_WORK ITEM_
Report each line from the entries in which "Serialize" can be found.

_Saved data entries_
++++

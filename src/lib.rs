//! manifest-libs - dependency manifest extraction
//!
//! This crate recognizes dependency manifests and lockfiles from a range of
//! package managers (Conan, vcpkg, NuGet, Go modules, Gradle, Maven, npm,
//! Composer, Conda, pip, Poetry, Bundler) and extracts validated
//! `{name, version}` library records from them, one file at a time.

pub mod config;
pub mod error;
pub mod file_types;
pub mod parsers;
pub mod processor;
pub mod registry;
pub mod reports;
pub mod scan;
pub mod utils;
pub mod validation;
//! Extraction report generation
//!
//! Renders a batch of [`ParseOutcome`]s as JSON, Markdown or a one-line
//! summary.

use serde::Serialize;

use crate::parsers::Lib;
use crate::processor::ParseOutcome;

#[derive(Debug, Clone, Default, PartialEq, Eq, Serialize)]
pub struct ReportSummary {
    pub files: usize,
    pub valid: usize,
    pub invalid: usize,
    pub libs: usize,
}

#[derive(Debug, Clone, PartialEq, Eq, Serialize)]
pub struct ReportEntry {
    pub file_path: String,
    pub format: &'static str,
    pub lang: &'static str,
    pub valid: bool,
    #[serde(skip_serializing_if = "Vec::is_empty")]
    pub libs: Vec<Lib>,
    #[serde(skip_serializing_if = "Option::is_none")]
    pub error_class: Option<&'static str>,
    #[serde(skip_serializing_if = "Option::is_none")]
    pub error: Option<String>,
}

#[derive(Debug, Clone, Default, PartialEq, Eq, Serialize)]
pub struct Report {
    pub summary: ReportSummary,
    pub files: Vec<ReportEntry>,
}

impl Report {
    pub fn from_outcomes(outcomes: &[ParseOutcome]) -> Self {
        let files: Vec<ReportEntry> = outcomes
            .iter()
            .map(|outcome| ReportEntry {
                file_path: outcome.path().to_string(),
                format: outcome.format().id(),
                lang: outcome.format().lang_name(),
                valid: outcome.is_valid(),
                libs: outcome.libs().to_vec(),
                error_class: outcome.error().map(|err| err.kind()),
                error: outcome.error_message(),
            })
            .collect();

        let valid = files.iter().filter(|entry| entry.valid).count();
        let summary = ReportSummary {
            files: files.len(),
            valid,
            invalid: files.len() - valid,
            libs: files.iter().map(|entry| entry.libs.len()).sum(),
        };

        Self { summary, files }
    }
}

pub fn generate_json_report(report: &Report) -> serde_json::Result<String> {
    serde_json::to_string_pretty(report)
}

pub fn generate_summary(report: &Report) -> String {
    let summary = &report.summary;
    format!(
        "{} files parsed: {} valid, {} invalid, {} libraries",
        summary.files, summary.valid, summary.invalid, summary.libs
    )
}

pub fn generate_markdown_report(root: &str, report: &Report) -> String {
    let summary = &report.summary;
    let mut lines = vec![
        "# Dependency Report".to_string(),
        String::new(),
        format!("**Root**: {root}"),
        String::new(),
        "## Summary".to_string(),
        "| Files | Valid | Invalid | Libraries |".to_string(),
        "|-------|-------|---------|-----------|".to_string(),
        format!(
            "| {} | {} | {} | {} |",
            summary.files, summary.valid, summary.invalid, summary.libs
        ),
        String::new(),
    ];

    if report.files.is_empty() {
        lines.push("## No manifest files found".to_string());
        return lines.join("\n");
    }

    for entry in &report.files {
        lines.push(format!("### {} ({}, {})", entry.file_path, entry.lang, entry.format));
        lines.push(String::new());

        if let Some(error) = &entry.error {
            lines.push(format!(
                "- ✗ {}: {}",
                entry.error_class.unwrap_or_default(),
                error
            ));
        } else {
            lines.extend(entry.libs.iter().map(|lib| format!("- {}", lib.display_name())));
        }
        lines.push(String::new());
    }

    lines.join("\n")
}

++++

_OUTPUT FOR THIS EXERCISE_
use serde::Serialize;
#[derive(Debug, Clone, Default, PartialEq, Eq, Serialize)]
#[derive(Debug, Clone, PartialEq, Eq, Serialize)]
#[derive(Debug, Clone, Default, PartialEq, Eq, Serialize)]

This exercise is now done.